Nothing in these Terms & Conditions limits or excludes liability for fraud, death or personal injury caused by negligence, or any other liability that cannot be excluded under Belgian law.
10. Representations and Warranties
Each party represents and warrants that:
- It has full authority to enter into and perform its obligations under this Agreement.
- It will comply with all applicable laws and regulations in connection with the performance of its obligations.
The Client additionally warrants that all materials, data, and instructions provided to Flyeo are accurate, lawful, and do not infringe the rights of any third party.
11. Force Majeure
Neither party shall be liable for any delay or failure to perform its obligations under this Agreement to the extent that such delay or failure is caused by circumstances beyond its reasonable control, including but not limited to natural disasters, acts of government, war, pandemic, or widespread internet outages.
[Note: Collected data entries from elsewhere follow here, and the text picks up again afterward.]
#[cfg(test)]
mod tests {
    use super::*;
    use alloy_primitives::{Address, U256};
    use tokio::io::{AsyncReadExt, AsyncWriteExt};
    use tokio::net::TcpListener;

    fn transfer_abi() -> ContractAbi {
        ContractAbi::from_value(&json!([{
            "type": "event",
            "name": "Transfer",
            "anonymous": false,
            "inputs": [
                {"name": "from", "type": "address", "indexed": true},
                {"name": "to", "type": "address", "indexed": true},
                {"name": "value", "type": "uint256", "indexed": false}
            ]
        }]))
        .unwrap()
    }

    fn raw_log(abi: &ContractAbi, block: u64, index: u64) -> RpcLog {
        let selector = abi.inner().events().next().unwrap().selector();
        let from = Address::repeat_byte(0x01).into_word();
        let to = Address::repeat_byte(0x02).into_word();
        RpcLog {
            topics: vec![selector.to_string(), from.to_string(), to.to_string()],
            data: format!("0x{}", hex::encode(U256::from(7u64).to_be_bytes::<32>())),
            block_number: Some(quantity(block)),
            transaction_hash: Some(format!("0x{:064x}", block * 100 + index)),
            log_index: Some(quantity(index)),
            removed: false,
        }
    }

    #[test]
    fn test_quantity_roundtrip() {
        assert_eq!(quantity(255), "0xff");
        assert_eq!(parse_quantity("0xff").unwrap(), 255);
        assert!(parse_quantity("0xzz").is_err());
    }

    #[test]
    fn test_decode_batch_orders_and_skips() {
        let abi = transfer_abi();
        let mut removed = raw_log(&abi, 9, 0);
        removed.removed = true;
        let mut garbage = raw_log(&abi, 9, 1);
        garbage.topics = vec![format!("0x{}", "00".repeat(32))];

        let logs = vec![
            raw_log(&abi, 11, 0),
            raw_log(&abi, 10, 3),
            raw_log(&abi, 10, 1),
            removed,
            garbage,
        ];
        let decoded = decode_batch(1, "0xabc", &abi, logs);

        let order: Vec<(u64, u64)> = decoded
            .iter()
            .map(|l| (l.block_number, l.log_index))
            .collect();
        assert_eq!(order, vec![(10, 1), (10, 3), (11, 0)]);
        assert_eq!(decoded[0].event_name, "Transfer");
        assert_eq!(decoded[0].args["value"], json!("7"));
    }

    #[test]
    fn test_receipt_deserializes() {
        let receipt: RpcReceipt = serde_json::from_value(json!({
            "gasUsed": "0x5208",
            "effectiveGasPrice": "0x3b9aca00",
            "status": "0x1"
        }))
        .unwrap();
        assert_eq!(
            GasAmount::from_hex_quantity(&receipt.gas_used).unwrap(),
            GasAmount::from(21000u64)
        );
        assert!(receipt.effective_gas_price.is_some());
    }

    fn client(url: &str) -> RpcClient {
        RpcClient {
            url: url.to_string(),
            http: reqwest::Client::new(),
            next_id: AtomicU64::new(1),
        }
    }

    fn request_complete(request: &[u8]) -> bool {
        let Some(end) = request.windows(4).position(|w| w == b"\r\n\r\n") else {
            return false;
        };
        let headers = String::from_utf8_lossy(&request[..end]).to_lowercase();
        let body_len = headers
            .lines()
            .find_map(|line| line.strip_prefix("content-length:"))
            .and_then(|v| v.trim().parse::<usize>().ok())
            .unwrap_or(0);
        request.len() >= end + 4 + body_len
    }

    /// Node that answers every request with `head` as the result
    async fn serve_head(head: &'static str) -> String {
        let listener = TcpListener::bind("127.0.0.1:0").await.unwrap();
        let url = format!("http://{}", listener.local_addr().unwrap());
        tokio::spawn(async move {
            while let Ok((mut socket, _)) = listener.accept().await {
                tokio::spawn(async move {
                    let mut request = Vec::new();
                    let mut buf = [0u8; 1024];
                    while !request_complete(&request) {
                        match socket.read(&mut buf).await {
                            Ok(0) | Err(_) => return,
                            Ok(n) => request.extend_from_slice(&buf[..n]),
                        }
                    }
                    let body = json!({"jsonrpc": "2.0", "id": 1, "result": head}).to_string();
                    let response = format!(
                        "HTTP/1.1 200 OK\r\nContent-Type: application/json\r\n\
                         Content-Length: {}\r\nConnection: close\r\n\r\n{}",
                        body.len(),
                        body
                    );
                    let _ = socket.write_all(response.as_bytes()).await;
                    let _ = socket.shutdown().await;
                });
            }
        });
        url
    }

    /// URL of a port nothing listens on
    async fn dead_url() -> String {
        let listener = TcpListener::bind("127.0.0.1:0").await.unwrap();
        let url = format!("http://{}", listener.local_addr().unwrap());
        drop(listener);
        url
    }

    #[tokio::test]
    async fn test_head_fetch_success_resets_retry_budget() {
        let healthy = client(&serve_head("0x10").await);
        let broken = client(&dead_url().await);
        let mut backoff = ExponentialBackoff::new(1, 1, 2);

        // Failures separated by quiet successful polls never exhaust the budget
        for _ in 0..3 {
            assert_eq!(fetch_head(1, &broken, &mut backoff).await.unwrap(), None);
            assert_eq!(backoff.attempts(), 1);
            assert_eq!(fetch_head(1, &healthy, &mut backoff).await.unwrap(), Some(16));
            assert_eq!(backoff.attempts(), 0);
        }

        // Consecutive failures still do
        assert_eq!(fetch_head(1, &broken, &mut backoff).await.unwrap(), None);
        assert_eq!(fetch_head(1, &broken, &mut backoff).await.unwrap(), None);
        assert!(fetch_head(1, &broken, &mut backoff).await.is_err());
    }
}
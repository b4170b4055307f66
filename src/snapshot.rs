//! Daily snapshots
//!
//! A snapshot summarizes one UTC calendar day, the half-open range from its
//! midnight to the next midnight.
//! Backends only return the raw in-window rows; the reduction happens in
//! [`compile_snapshot`], so both backends produce identical output for the
//! same data and recompiling a day yields a byte-identical record.

use crate::aggregates::{system_clock, Clock, SessionTracker};
use crate::gas::GasAmount;
use crate::store::{PersistenceGateway, StoreError};
use crate::types::{
    AnalyticsEvent, AnalyticsSession, ContractCount, DailySnapshot, EventCount, EventType,
};
use chrono::{DateTime, Duration, NaiveDate, NaiveTime, Utc};
use std::collections::{HashMap, HashSet};
use std::sync::Arc;
use tokio::time::interval;

/// Entries kept in `top_contracts` and `top_events`
pub const TOP_LIST_LEN: usize = 10;

/// UTC bounds of `date` as `[midnight, next midnight)`
pub fn day_window(date: NaiveDate) -> (DateTime<Utc>, DateTime<Utc>) {
    let start = date.and_time(NaiveTime::MIN).and_utc();
    (start, start + Duration::days(1))
}

/// Reduce one day's rows to a snapshot
///
/// `events` and `sessions` must already be restricted to the day window.
pub fn compile_snapshot(
    date: NaiveDate,
    events: &[AnalyticsEvent],
    sessions: &[AnalyticsSession],
    new_users: u64,
) -> DailySnapshot {
    let active_users = events
        .iter()
        .filter_map(|e| e.wallet_address())
        .collect::<HashSet<_>>()
        .len() as u64;

    let durations: Vec<i64> = sessions.iter().filter_map(|s| s.duration).collect();
    let average_session_duration = if durations.is_empty() {
        0.0
    } else {
        durations.iter().map(|d| *d as f64).sum::<f64>() / durations.len() as f64
    };

    let total_transactions = events
        .iter()
        .filter(|e| e.event_type() == EventType::ContractInteraction)
        .count() as u64;

    let total_gas_used: GasAmount = events.iter().filter_map(|e| e.gas_used()).sum();

    let mut contract_counts: HashMap<&str, u64> = HashMap::new();
    let mut type_counts: HashMap<EventType, u64> = HashMap::new();
    for event in events {
        if let Some(address) = event.contract_address() {
            *contract_counts.entry(address).or_insert(0) += 1;
        }
        *type_counts.entry(event.event_type()).or_insert(0) += 1;
    }

    let mut top_contracts: Vec<ContractCount> = contract_counts
        .into_iter()
        .map(|(address, interactions)| ContractCount {
            address: address.to_string(),
            interactions,
        })
        .collect();
    top_contracts.sort_by(|a, b| {
        b.interactions
            .cmp(&a.interactions)
            .then_with(|| a.address.cmp(&b.address))
    });
    top_contracts.truncate(TOP_LIST_LEN);

    let mut top_events: Vec<EventCount> = type_counts
        .into_iter()
        .map(|(event_type, count)| EventCount { event_type, count })
        .collect();
    top_events.sort_by(|a, b| {
        b.count
            .cmp(&a.count)
            .then_with(|| a.event_type.as_str().cmp(b.event_type.as_str()))
    });
    top_events.truncate(TOP_LIST_LEN);

    DailySnapshot {
        date,
        new_users,
        active_users,
        total_sessions: sessions.len() as u64,
        average_session_duration,
        total_transactions,
        total_gas_used,
        top_contracts,
        top_events,
    }
}

pub struct SnapshotEngine {
    gateway: Arc<PersistenceGateway>,
    clock: Clock,
}

impl SnapshotEngine {
    pub fn new(gateway: Arc<PersistenceGateway>) -> Self {
        Self::with_clock(gateway, system_clock())
    }

    pub fn with_clock(gateway: Arc<PersistenceGateway>, clock: Clock) -> Self {
        Self { gateway, clock }
    }

    pub fn today(&self) -> NaiveDate {
        (self.clock)().date_naive()
    }

    /// Compile `date` from raw rows and overwrite any stored snapshot
    pub async fn create_daily_snapshot(
        &self,
        date: NaiveDate,
    ) -> Result<DailySnapshot, StoreError> {
        let (start, end) = day_window(date);
        let snapshot = self.gateway.run(|backend| {
            let events = backend.events_between(start, end)?;
            let sessions = backend.sessions_started_between(start, end)?;
            let new_users = backend.users_first_seen_between(start, end)?.len() as u64;
            let snapshot = compile_snapshot(date, &events, &sessions, new_users);
            backend.upsert_snapshot(&snapshot)?;
            Ok(snapshot)
        })?;

        log::debug!(
            "📸 Snapshot {}: {} active users, {} sessions, {} txs",
            date,
            snapshot.active_users,
            snapshot.total_sessions,
            snapshot.total_transactions
        );
        Ok(snapshot)
    }

    pub async fn get_daily_snapshot(
        &self,
        date: NaiveDate,
    ) -> Result<Option<DailySnapshot>, StoreError> {
        self.gateway.run(|backend| backend.get_snapshot(date))
    }

    /// Stored snapshots in `[start, end]`, ascending by date
    pub async fn get_daily_snapshots(
        &self,
        start: NaiveDate,
        end: NaiveDate,
    ) -> Result<Vec<DailySnapshot>, StoreError> {
        self.gateway.run(|backend| backend.snapshots_between(start, end))
    }
}

/// Snapshot scheduler task - periodically recompile recent days
///
/// Every tick recompiles yesterday (to pick up late events) and today, then
/// expires idle sessions. Runs until cancelled.
pub async fn snapshot_scheduler_task(
    engine: Arc<SnapshotEngine>,
    sessions: Arc<SessionTracker>,
    interval_ms: u64,
    idle_timeout: Duration,
) {
    log::info!("⏰ Starting snapshot scheduler (interval: {}ms)", interval_ms);

    let mut timer = interval(std::time::Duration::from_millis(interval_ms.max(1)));

    loop {
        timer.tick().await;

        if let Err(e) = sessions.expire_idle_sessions(idle_timeout).await {
            log::error!("❌ Idle session sweep failed: {}", e);
        }

        let today = engine.today();
        let days = [today.pred_opt(), Some(today)];
        for date in days.into_iter().flatten() {
            match engine.create_daily_snapshot(date).await {
                Ok(snapshot) => log::debug!(
                    "✅ Snapshot scheduler compiled {} ({} event types)",
                    date,
                    snapshot.top_events.len()
                ),
                Err(e) => log::error!("❌ Snapshot for {} failed: {}", date, e),
            }
        }
    }
}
The affected party shall notify the other in writing as soon as reasonably practicable. If the force majeure event continues for more than 60 days, either party may terminate the Agreement on written notice without liability.
12. Governing Law and Disputes
This Agreement is governed by and construed in accordance with the laws of Belgium. Any dispute arising out of or in connection with this Agreement shall first be referred to good-faith negotiation between the parties.
If the dispute cannot be resolved within 30 days of written notice, it shall be submitted to the exclusive jurisdiction of the courts of Brussels, Belgium.
13. General Provisions
Entire Agreement: These Terms & Conditions, together with any signed proposal or Statement of Work, constitute the entire agreement between the parties and supersede all prior discussions, representations, or agreements.
Amendments: No amendment to these Terms & Conditions shall be valid unless made in writing and signed by both parties.
Severability: If any provision of these Terms & Conditions is found to be unenforceable, the remaining provisions shall continue in full force and effect.
Waiver: Failure by either party to enforce any provision of this Agreement shall not constitute a waiver of that party’s right to enforce it subsequently.
Assignment: The Client may not assign or transfer its rights or obligations under this Agreement without Flyeo’s prior written consent. Flyeo may assign this Agreement to any successor entity or affiliate.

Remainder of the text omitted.